Opened 3 years ago

Last modified 3 years ago

#1443 new enhancement

[smartd] fix for otherwise always aborted selftests

Reported by: Ch.Ris Owned by:
Priority: minor Milestone: undecided
Component: smartd Version:
Keywords: smartd.conf Cc:

Description

Bug:

smartd is often not able to schedule successful selftests on temporarily idle disks (i.e. especially at night when selftests should run).

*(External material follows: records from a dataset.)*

//! 讲义页面解析
//!
//! 每个 `<h3>` 标题开启一个章节，直到下一个 `<h3>` 为止；章节内含
//! `course-item-list-section-list` 列表时才保留，链接取自其中每个
//! `course-lecture-item-resource` 块里的 `href`，按页面顺序排列。

use regex::{Captures, Regex};
use std::sync::LazyLock;

use crate::core::orchestrator::LinkGroup;

const SECTION_LIST: &str = "course-item-list-section-list";
const RESOURCE_BLOCK: &str = "course-lecture-item-resource";

static HEADER_PATTERN: LazyLock<Regex> = LazyLock::new(|| {
    Regex::new(r"(?is)<h3[^>]*>(.*?)</h3>").expect("HEADER_PATTERN is a valid regex")
});

static HREF_PATTERN: LazyLock<Regex> = LazyLock::new(|| {
    Regex::new(r#"(?i)href\s*=\s*(?:"([^"]*)"|'([^']*)')"#).expect("HREF_PATTERN is a valid regex")
});

static TAG_PATTERN: LazyLock<Regex> =
    LazyLock::new(|| Regex::new(r"(?s)<[^>]*>").expect("TAG_PATTERN is a valid regex"));

static ENTITY_PATTERN: LazyLock<Regex> = LazyLock::new(|| {
    Regex::new(r"&(#[0-9]+|#[xX][0-9a-fA-F]+|[a-zA-Z]+);").expect("ENTITY_PATTERN is a valid regex")
});

pub fn parse_lecture_page(html: &str) -> Vec<LinkGroup> {
    let headers: Vec<(usize, usize, &str)> = HEADER_PATTERN
        .captures_iter(html)
        .filter_map(|caps| {
            let whole = caps.get(0)?;
            Some((whole.start(), whole.end(), caps.get(1)?.as_str()))
        })
        .collect();

    headers
        .iter()
        .enumerate()
        .filter_map(|(i, &(_, end, title))| {
            let section_end = headers.get(i + 1).map_or(html.len(), |next| next.0);
            let section = &html[end..section_end];
            if !section.contains(SECTION_LIST) {
                return None;
            }
            Some(LinkGroup::new(header_text(title), resource_links(section)))
        })
        .collect()
}

/// 从第 `start` 章（1 起）开始；None 表示全部
pub fn select_groups(groups: Vec<LinkGroup>, start: Option<usize>) -> Vec<LinkGroup> {
    match start {
        Some(start) => groups.into_iter().skip(start.saturating_sub(1)).collect(),
        None => groups,
    }
}

fn resource_links(section: &str) -> Vec<String> {
    section
        .split(RESOURCE_BLOCK)
        .skip(1)
        .flat_map(|block| {
            // 资源块内只有链接，到第一个 </div> 为止
            let block = block.find("</div>").map_or(block, |end| &block[..end]);
            HREF_PATTERN
                .captures_iter(block)
                .filter_map(|caps| caps.get(1).or_else(|| caps.get(2)))
                .map(|href| decode_url(href.as_str()))
                .collect::<Vec<_>>()
        })
        .collect()
}

fn header_text(raw: &str) -> String {
    let text = TAG_PATTERN.replace_all(raw, "");
    decode_entities(&text).replace('\u{a0}', "").trim().to_string()
}

fn decode_url(href: &str) -> String {
    let unescaped = decode_entities(href);
    match urlencoding::decode(&unescaped) {
        Ok(decoded) => decoded.into_owned(),
        Err(_) => unescaped,
    }
}

fn decode_entities(text: &str) -> String {
    ENTITY_PATTERN
        .replace_all(text, |caps: &Captures| {
            let name = &caps[1];
            let decoded = match name {
                "amp" => Some('&'),
                "lt" => Some('<'),
                "gt" => Some('>'),
                "quot" => Some('"'),
                "apos" => Some('\''),
                "nbsp" => Some('\u{a0}'),
                _ => {
                    if let Some(hex) = name.strip_prefix("#x").or_else(|| name.strip_prefix("#X")) {
                        u32::from_str_radix(hex, 16).ok().and_then(char::from_u32)
                    } else if let Some(dec) = name.strip_prefix('#') {
                        dec.parse().ok().and_then(char::from_u32)
                    } else {
                        None
                    }
                }
            };
            decoded.map_or_else(|| caps[0].to_string(), String::from)
        })
        .into_owned()
}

This often happens because external disk adapters abort the test with power saving features, but it is also the case when the OS or a utility like hd-idle is configured to issue spin-down commands on idle disks when the disk's own power saving features are not available or accessible.

FAQ item:

https://www.smartmontools.org/wiki/FAQ#Whyarelongself-testskeepgettinginterrupted

Problems:

  • Most often the adapter's power saving features can not be configured nor be disabled.
  • It's not trivial to externally generate artificial disk activity or temporarily disable OS power saving features to allow the smartd scheduled selftests to finish.

Proposed solution:

Make the smartd scheduled selftest work, by letting smartd poll some disk information after triggering the selftest, as long as the selftest is running.

Proof of concept:

It's a working workaround to start a test manually and then "smartctl -a" in a while loop:

while smartctl -a /dev/sdX | grep -q "in progress" ; do sleep 60; done

Change History (24)

comment:1 by Christian Franke, 3 years ago

Keywords: smartd.conf added
Milestone: unscheduled
Priority: majorminor
Type: defectenhancement

Makes sense. Would require a new smartd.conf directive, an additional internal time interval independent of -i option and separate implementations for ATA/SATA and (possibly later) SCSI/SAS.

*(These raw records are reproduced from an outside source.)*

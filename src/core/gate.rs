//! 容量闸门：限制同时进行网络 I/O 的下载任务数
//!
//! 基于 `tokio::sync::Semaphore`，等待者按 FIFO 顺序获得许可，不会饿死。

use std::sync::Arc;
use tokio::sync::{OwnedSemaphorePermit, Semaphore};

use crate::core::error::DownloadError;

#[derive(Clone, Debug)]
pub struct CapacityGate {
    semaphore: Arc<Semaphore>,
    capacity: usize,
}

/// 一次下载的租约，drop 时归还
#[derive(Debug)]
pub struct Lease {
    _permit: OwnedSemaphorePermit,
}

impl Lease {
    /// 显式归还，等价于 drop
    pub fn release(self) {}
}

impl CapacityGate {
    pub fn new(capacity: usize) -> Self {
        Self {
            semaphore: Arc::new(Semaphore::new(capacity)),
            capacity,
        }
    }

    /// 挂起直到未归还的租约少于容量；只有闸门被关闭（中断）时才返回错误
    pub async fn acquire(&self) -> Result<Lease, DownloadError> {
        let permit = Arc::clone(&self.semaphore)
            .acquire_owned()
            .await
            .map_err(|_| DownloadError::Cancelled)?;
        Ok(Lease { _permit: permit })
    }

    /// 关闭后所有等待中和后续的 acquire 立即返回 `Cancelled`
    pub fn close(&self) {
        self.semaphore.close();
    }

    pub fn capacity(&self) -> usize {
        self.capacity
    }

    /// 当前已借出的租约数
    pub fn outstanding(&self) -> usize {
        self.capacity.saturating_sub(self.semaphore.available_permits())
    }
}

Please report details about your proof of concept (platform, adapter, disk, ...).

Please test which of the following smartctl commands are sufficient (or not) to prevent the spin down:

smartctl -d TYPE -n never /dev/sdX
smartctl -d TYPE -i /dev/sdX
smartctl -d TYPE -H /dev/sdX
smartctl -d TYPE -c /dev/sdX
smartctl -d scsi -i /dev/sdX

Make sure to disable device type auto-detection by specifying the appropriate device TYPE (sat, usb*) or scsi in the last testcase. Without -d, additional commands (e.g. SCSI INQUIRY) may be issued and may produce misleading results.

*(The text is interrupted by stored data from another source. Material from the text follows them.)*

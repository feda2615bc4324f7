use indicatif::{ProgressBar, ProgressDrawTarget, ProgressStyle};
use std::io::{self, Write};

// 永久输出的去向
enum LineOutput {
    // 终端：打印在状态行上方
    Bar,
    // 非终端（重定向、管道、cron）：状态行不绘制，永久行逐行写出
    Plain(Box<dyn Write + Send>),
    Quiet,
}

// 结构体：ProgressDisplay
// 一行可覆盖的状态行 + 若干行不会被覆盖的输出
pub struct ProgressDisplay {
    bar: ProgressBar,
    output: LineOutput,
}

impl ProgressDisplay {
    // 构造函数：状态行画在 stderr 上，stderr 不是终端时永久行改写到 stdout
    pub fn new() -> Self {
        let bar = ProgressBar::with_draw_target(None, ProgressDrawTarget::stderr());
        let style = ProgressStyle::with_template("{msg}").unwrap_or_else(|_| ProgressStyle::default_spinner());
        bar.set_style(style);
        Self::with_output(bar, Box::new(io::stdout()))
    }

    pub(crate) fn with_output(bar: ProgressBar, plain: Box<dyn Write + Send>) -> Self {
        let output = if bar.is_hidden() {
            LineOutput::Plain(plain)
        } else {
            LineOutput::Bar
        };
        ProgressDisplay { bar, output }
    }

    // 什么都不输出
    pub fn quiet() -> Self {
        ProgressDisplay {
            bar: ProgressBar::hidden(),
            output: LineOutput::Quiet,
        }
    }

    pub fn is_quiet(&self) -> bool {
        matches!(self.output, LineOutput::Quiet)
    }

    /// 只有画在终端上时才带颜色
    pub fn styled(&self) -> bool {
        matches!(self.output, LineOutput::Bar)
    }

    // 覆盖当前状态行
    pub fn set_status(&self, line: String) {
        self.bar.set_message(line);
    }

    // 在状态行上方输出一行永久内容
    pub fn println(&mut self, line: impl AsRef<str>) {
        match &mut self.output {
            LineOutput::Bar => self.bar.println(line),
            LineOutput::Plain(out) => {
                let _ = writeln!(out, "{}", line.as_ref());
                let _ = out.flush();
            }
            LineOutput::Quiet => {}
        }
    }

    // 状态行清掉之后的最终摘要
    pub fn print_summary(&mut self, summary: impl AsRef<str>) {
        match &mut self.output {
            LineOutput::Bar => println!("{}", summary.as_ref()),
            LineOutput::Plain(out) => {
                let _ = writeln!(out, "{}", summary.as_ref());
                let _ = out.flush();
            }
            LineOutput::Quiet => {}
        }
    }

    // 清掉状态行
    pub fn finish(&self) {
        self.bar.finish_and_clear();
    }
}

impl Default for ProgressDisplay {
    fn default() -> Self {
        Self::new()
    }
}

comment:2 by Ch.Ris, 3 years ago

Identified some problems and a solution.

I could test with a directly connected sata drive under hd-idle power management and one connected to a VIA usb3-to-sata adapter (all x86_64).

At the end I found my initial "proof of concept" and all the other smartctl keep-awake command candidates did only work by accident: When starting the selftest while the disk already was in standby, and there actually was absolutely no other disk activity (smartctl readouts don't count) during the entire selftest. The powermanagement would then simply not issue a new power saving command during the selftest, assuming the disk to be spun-down all the time.

(Additional irritation was caused by the Seagate Firecuda drive, as it does not seem to actually always have to spin-up when going from standby into active, due to its SSD cache.)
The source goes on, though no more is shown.